● Problem description: Go from the first line below to the one with "what load tracking" and print each line exactly.

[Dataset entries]
######

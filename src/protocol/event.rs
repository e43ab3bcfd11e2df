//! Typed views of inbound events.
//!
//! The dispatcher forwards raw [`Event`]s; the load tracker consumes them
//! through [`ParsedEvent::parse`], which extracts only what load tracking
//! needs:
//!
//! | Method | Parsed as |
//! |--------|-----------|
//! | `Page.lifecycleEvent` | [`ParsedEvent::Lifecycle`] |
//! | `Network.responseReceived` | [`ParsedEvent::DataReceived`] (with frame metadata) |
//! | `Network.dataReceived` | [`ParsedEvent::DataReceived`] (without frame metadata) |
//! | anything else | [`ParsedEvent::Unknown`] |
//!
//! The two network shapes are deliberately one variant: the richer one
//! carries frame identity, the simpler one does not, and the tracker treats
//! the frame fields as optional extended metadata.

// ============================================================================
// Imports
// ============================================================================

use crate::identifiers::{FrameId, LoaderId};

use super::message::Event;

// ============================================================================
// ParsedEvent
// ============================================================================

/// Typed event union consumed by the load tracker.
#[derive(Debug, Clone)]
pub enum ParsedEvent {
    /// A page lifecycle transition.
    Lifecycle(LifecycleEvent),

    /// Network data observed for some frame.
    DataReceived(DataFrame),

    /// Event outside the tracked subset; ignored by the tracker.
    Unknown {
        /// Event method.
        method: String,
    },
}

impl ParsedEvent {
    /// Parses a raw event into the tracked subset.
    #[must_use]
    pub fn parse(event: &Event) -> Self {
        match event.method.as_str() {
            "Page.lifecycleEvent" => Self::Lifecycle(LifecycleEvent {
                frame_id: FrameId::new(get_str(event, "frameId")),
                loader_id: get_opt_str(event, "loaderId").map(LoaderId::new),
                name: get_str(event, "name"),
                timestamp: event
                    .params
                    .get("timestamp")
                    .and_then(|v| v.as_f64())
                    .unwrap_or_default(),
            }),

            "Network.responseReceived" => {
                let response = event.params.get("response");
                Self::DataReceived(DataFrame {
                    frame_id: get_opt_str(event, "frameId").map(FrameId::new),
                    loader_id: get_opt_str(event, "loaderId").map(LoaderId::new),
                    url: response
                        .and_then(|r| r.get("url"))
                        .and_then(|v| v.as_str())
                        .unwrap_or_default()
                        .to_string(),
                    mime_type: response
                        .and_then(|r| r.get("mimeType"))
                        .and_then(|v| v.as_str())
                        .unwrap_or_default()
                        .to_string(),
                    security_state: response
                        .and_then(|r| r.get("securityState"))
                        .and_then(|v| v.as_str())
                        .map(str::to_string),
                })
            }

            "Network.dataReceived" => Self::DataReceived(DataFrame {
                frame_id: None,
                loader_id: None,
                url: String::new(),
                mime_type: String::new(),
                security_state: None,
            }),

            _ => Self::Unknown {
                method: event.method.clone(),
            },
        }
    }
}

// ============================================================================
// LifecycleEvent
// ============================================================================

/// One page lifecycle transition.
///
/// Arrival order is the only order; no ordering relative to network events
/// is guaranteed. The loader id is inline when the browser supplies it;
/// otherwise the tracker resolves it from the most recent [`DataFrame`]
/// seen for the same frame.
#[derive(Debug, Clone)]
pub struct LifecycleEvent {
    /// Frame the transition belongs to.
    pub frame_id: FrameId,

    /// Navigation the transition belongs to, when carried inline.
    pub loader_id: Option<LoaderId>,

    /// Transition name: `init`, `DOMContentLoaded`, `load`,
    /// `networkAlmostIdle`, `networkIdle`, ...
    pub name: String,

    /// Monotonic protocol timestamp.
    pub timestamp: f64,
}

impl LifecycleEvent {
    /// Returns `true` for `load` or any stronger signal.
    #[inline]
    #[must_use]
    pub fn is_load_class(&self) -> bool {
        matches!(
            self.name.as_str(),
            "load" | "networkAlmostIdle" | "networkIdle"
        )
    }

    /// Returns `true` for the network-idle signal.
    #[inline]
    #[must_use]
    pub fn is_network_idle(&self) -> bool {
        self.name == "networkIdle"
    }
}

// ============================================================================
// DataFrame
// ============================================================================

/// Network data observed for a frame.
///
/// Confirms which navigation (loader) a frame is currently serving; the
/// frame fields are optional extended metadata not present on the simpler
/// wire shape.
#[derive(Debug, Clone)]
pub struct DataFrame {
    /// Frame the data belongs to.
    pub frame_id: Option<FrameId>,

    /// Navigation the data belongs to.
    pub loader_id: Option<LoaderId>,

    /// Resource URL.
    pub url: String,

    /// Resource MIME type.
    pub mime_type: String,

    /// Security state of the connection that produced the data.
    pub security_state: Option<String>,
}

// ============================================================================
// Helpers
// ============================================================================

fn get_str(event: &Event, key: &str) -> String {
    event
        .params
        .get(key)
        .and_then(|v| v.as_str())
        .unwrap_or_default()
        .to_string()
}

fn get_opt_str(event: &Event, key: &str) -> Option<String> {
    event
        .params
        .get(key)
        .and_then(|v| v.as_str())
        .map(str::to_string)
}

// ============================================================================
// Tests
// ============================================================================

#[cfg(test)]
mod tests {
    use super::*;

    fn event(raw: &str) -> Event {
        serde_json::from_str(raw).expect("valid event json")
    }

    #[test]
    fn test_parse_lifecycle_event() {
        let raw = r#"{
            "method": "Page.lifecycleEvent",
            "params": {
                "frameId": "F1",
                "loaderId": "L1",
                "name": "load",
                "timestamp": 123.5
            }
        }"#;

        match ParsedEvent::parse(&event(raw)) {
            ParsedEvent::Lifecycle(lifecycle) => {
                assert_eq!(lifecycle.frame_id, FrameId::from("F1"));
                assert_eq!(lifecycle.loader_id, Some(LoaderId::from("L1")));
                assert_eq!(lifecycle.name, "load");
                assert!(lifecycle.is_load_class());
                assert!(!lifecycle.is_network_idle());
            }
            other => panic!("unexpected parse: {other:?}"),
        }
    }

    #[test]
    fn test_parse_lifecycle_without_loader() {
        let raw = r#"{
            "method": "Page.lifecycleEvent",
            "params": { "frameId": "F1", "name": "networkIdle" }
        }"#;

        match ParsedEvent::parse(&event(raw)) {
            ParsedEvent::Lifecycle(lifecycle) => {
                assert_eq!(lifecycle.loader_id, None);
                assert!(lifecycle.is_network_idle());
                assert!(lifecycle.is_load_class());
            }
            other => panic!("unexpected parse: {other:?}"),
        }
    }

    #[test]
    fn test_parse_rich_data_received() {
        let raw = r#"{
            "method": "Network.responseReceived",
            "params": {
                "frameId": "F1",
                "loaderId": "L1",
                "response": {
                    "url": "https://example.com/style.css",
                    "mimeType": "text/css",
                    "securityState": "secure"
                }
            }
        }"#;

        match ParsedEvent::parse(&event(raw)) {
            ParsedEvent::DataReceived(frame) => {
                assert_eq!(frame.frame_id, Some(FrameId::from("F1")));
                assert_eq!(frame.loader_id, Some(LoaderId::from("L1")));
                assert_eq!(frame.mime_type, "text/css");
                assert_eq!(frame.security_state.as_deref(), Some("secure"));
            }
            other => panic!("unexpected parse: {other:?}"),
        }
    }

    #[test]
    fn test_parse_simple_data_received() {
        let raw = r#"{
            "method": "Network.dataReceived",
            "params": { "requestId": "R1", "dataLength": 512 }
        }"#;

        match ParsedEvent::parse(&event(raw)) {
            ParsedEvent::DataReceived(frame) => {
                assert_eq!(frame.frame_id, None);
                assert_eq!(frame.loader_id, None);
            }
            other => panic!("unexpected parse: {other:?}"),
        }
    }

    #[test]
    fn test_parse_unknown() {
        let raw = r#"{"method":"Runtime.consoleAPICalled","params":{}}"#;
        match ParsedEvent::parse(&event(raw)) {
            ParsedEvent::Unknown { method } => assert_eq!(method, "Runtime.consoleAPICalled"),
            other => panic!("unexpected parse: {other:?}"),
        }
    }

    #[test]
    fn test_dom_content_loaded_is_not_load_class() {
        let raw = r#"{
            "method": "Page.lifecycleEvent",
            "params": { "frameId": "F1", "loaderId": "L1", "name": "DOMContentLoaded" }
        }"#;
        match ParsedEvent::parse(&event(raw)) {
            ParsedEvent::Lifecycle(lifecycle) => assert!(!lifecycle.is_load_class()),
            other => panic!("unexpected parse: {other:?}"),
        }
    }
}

######

● The completed task:
filename src/protocol/event.rs
repository e43ab3bcfd11e2df
//! Typed views of inbound events.
//!
//! The dispatcher forwards raw [`Event`]s; the load tracker consumes them
//! through [`ParsedEvent::parse`], which extracts only what load tracking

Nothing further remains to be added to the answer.